Currently, Polat doesn’t have a sample product, as wholesalers don’t provide small swatches. But Polat has time, as the plan is to launch the business in a three-year period after raising capital to purchase equipment to make the leather. Polat also wants to work with specialists and scientists to perfect the product.
Polat said she learned how to connect with textile companies, research the viability of mushroom leather, and build a business plan through the E3 program and Reeb.
“Lu Ann is your greatest cheerleader and the students would agree. She is so honest and really just helps you to challenge yourself about what you’re missing, what you should be looking for, and of course, be prepared for,” said Polat.
Unlike Polat, Victoria Raschi ’19 didn’t know what type of business she wanted to create when she entered E3. “Sometimes they come in with an idea and sometimes they have no idea and that’s okay,” said Reeb.
But Raschi would agree that Reeb and the E3 program have been invaluable to creating her venture, Hear Buddies.
“Hear Buddies is an earring accessory for behind the ears for little girls,” said Raschi. “It will be specifically for little girls to create and customize for themselves.”
Raschi came up with the novel idea by spitballing with her mother, an assistant physical therapist, as they discussed possible businesses that would be meaningful.
“I was kind of lost in what I wanted my business to be, but I wanted to solve a problem that was relatable. I thought as a young child I felt self-conscious of things I couldn’t change and then I thought about things you need to live day-[to]-day,” said Raschi.

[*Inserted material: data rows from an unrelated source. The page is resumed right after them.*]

use sea_orm_migration::prelude::*;

use crate::m20250901_000001_create_users_table::Users;

#[derive(DeriveMigrationName)]
pub struct Migration;

#[async_trait::async_trait]
impl MigrationTrait for Migration {
    async fn up(&self, manager: &SchemaManager) -> Result<(), DbErr> {
        manager
            .create_table(
                Table::create()
                    .table(FeaturedSkills::Table)
                    .if_not_exists()
                    .col(
                        ColumnDef::new(FeaturedSkills::Id)
                            .uuid()
                            .not_null()
                            .primary_key()
                            .default(Expr::cust("gen_random_uuid()")),
                    )
                    .col(ColumnDef::new(FeaturedSkills::UserId).uuid().not_null())
                    .col(
                        ColumnDef::new(FeaturedSkills::Title)
                            .string_len(150)
                            .not_null(),
                    )
                    .col(ColumnDef::new(FeaturedSkills::Description).text().not_null())
                    .col(
                        ColumnDef::new(FeaturedSkills::Technologies)
                            .json_binary()
                            .not_null(),
                    )
                    .col(ColumnDef::new(FeaturedSkills::ImageUrl).text())
                    .col(
                        ColumnDef::new(FeaturedSkills::OrderIndex)
                            .integer()
                            .not_null()
                            .default(0),
                    )
                    .col(
                        ColumnDef::new(FeaturedSkills::CreatedAt)
                            .timestamp_with_time_zone()
                            .not_null()
                            .default(Expr::current_timestamp()),
                    )
                    .col(
                        ColumnDef::new(FeaturedSkills::UpdatedAt)
                            .timestamp_with_time_zone()
                            .not_null()
                            .default(Expr::current_timestamp()),
                    )
                    .foreign_key(
                        ForeignKey::create()
                            .name("fk_featured_skills_user_id")
                            .from(FeaturedSkills::Table, FeaturedSkills::UserId)
                            .to(Users::Table, Users::Id)
                            .on_delete(ForeignKeyAction::Cascade)
                            .on_update(ForeignKeyAction::Cascade),
                    )
                    .to_owned(),
            )
            .await?;

        manager
            .get_connection()
            .execute_unprepared(
                r#"
                CREATE INDEX IF NOT EXISTS idx_featured_skills_user_id
                ON featured_skills (user_id, order_index);
                "#,
            )
            .await?;

        manager
            .get_connection()
            .execute_unprepared(
                r#"
                CREATE TRIGGER update_featured_skills_updated_at
                BEFORE UPDATE ON featured_skills
                FOR EACH ROW
                EXECUTE FUNCTION update_updated_at_column();
                "#,
            )
            .await?;

        Ok(())
    }

    async fn down(&self, manager: &SchemaManager) -> Result<(), DbErr> {
        manager
            .get_connection()
            .execute_unprepared(
                "DROP TRIGGER IF EXISTS update_featured_skills_updated_at ON featured_skills;",
            )
            .await?;

        manager
            .drop_table(Table::drop().table(FeaturedSkills::Table).to_owned())
            .await
    }
}

#[derive(Iden)]
enum FeaturedSkills {
    Table,
    Id,
    UserId,
    Title,
    Description,
    Technologies,
    ImageUrl,
    OrderIndex,
    CreatedAt,
    UpdatedAt,
}
use actix_web::{http::StatusCode, HttpResponse};
use serde::Serialize;

#[derive(Serialize)]
pub struct ApiResponse<T: Serialize> {
    pub success: bool,
    #[serde(skip_serializing_if = "Option::is_none")]
    pub data: Option<T>,
    #[serde(skip_serializing_if = "Option::is_none")]
    pub error: Option<ApiError>,
}

#[derive(Serialize, Clone)]
pub struct ApiError {
    pub code: String,
    pub message: String,
    /// Field-keyed messages for validation failures.
    #[serde(skip_serializing_if = "Option::is_none")]
    pub fields: Option<serde_json::Value>,
}

impl<T: Serialize> ApiResponse<T> {
    pub fn success(data: T) -> HttpResponse {
        HttpResponse::Ok().json(ApiResponse {
            success: true,
            data: Some(data),
            error: None,
        })
    }

    pub fn created(data: T) -> HttpResponse {
        HttpResponse::Created().json(ApiResponse {
            success: true,
            data: Some(data),
            error: None,
        })
    }
}

impl ApiResponse<()> {
    pub fn no_content() -> HttpResponse {
        HttpResponse::NoContent().finish()
    }

    pub fn error(status: StatusCode, code: &str, message: &str) -> HttpResponse {
        HttpResponse::build(status).json(ApiResponse::<()> {
            success: false,
            data: None,
            error: Some(ApiError {
                code: code.to_string(),
                message: message.to_string(),
                fields: None,
            }),
        })
    }

    pub fn validation_failed(fields: serde_json::Value) -> HttpResponse {
        HttpResponse::BadRequest().json(ApiResponse::<()> {
            success: false,
            data: None,
            error: Some(ApiError {
                code: "VALIDATION_ERROR".to_string(),
                message: "One or more fields are invalid".to_string(),
                fields: Some(fields),
            }),
        })
    }

    pub fn not_found(code: &str, message: &str) -> HttpResponse {
        Self::error(StatusCode::NOT_FOUND, code, message)
    }

    pub fn bad_request(code: &str, message: &str) -> HttpResponse {
        Self::error(StatusCode::BAD_REQUEST, code, message)
    }

    pub fn unauthorized(code: &str, message: &str) -> HttpResponse {
        Self::error(StatusCode::UNAUTHORIZED, code, message)
    }

    pub fn conflict(code: &str, message: &str) -> HttpResponse {
        Self::error(StatusCode::CONFLICT, code, message)
    }

    pub fn internal_error() -> HttpResponse {
        Self::error(
            StatusCode::INTERNAL_SERVER_ERROR,
            "INTERNAL_ERROR",
            "An unexpected error occurred",
        )
    }
}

After coming up with Hear Buddies, Raschi spoke with Cathy Bakkensen, affiliated faculty member in the Department of Communication Sciences & Disorder, who teaches aural rehabilitation and works with public and private schools with students who have hearing loss. Fittingly, her expertise is in hearing aids and frequency modulation management.
Bakkensen told Raschi that when the child of one family she worked with would go to their grandparents’ house, the mother would insist on the child removing the hearing aid, because she was embarrassed that the grandparents would look at the child differently. In actuality, it was the mother who looked at the child differently.
“So that has an effect on the kids because they’ll never feel confident,” said Raschi.
And Raschi’s goal is to not hide the aids, but to allow young girls to control what the visible portion of hearing aids looks like. A prettily colored hearing aid actually led to one child wanting to go to the audiologist because she liked her friend’s beautified hearing aid, said Raschi of a story that was recounted while researching Hear Buddies.
While Raschi wasn’t able to work with actual hearings aids (they cost about $1,500), Raschi was able to produce one using the 3D printer in the Engagement Lab.
And already, Raschi has won praise for Hear Buddies, having won an EVVY for Outstanding Business Startup.
Raschi said Hear Buddies’ business plan is to continue to work with audiologists to create something the industry supports. Racschi would also like to continue visiting and working with the Thayer Lindsley Family-Centered Program for Deaf and Hard of Hearing Infants and Toddlers, which meets every Tuesday for toddlers with hearing loss to do different exercises and do one-on-one training.
Then Raschi will get materials and create a prototype and create a product that is not expensive.
“As a parent with child with hearing loss you have extra costs, you want to make sure that what you’re buying is safe,” said Raschi.
The E3 Expo is on Friday, April 26 at the Bill Bordy Theater from 12:30 to 4:30 pm.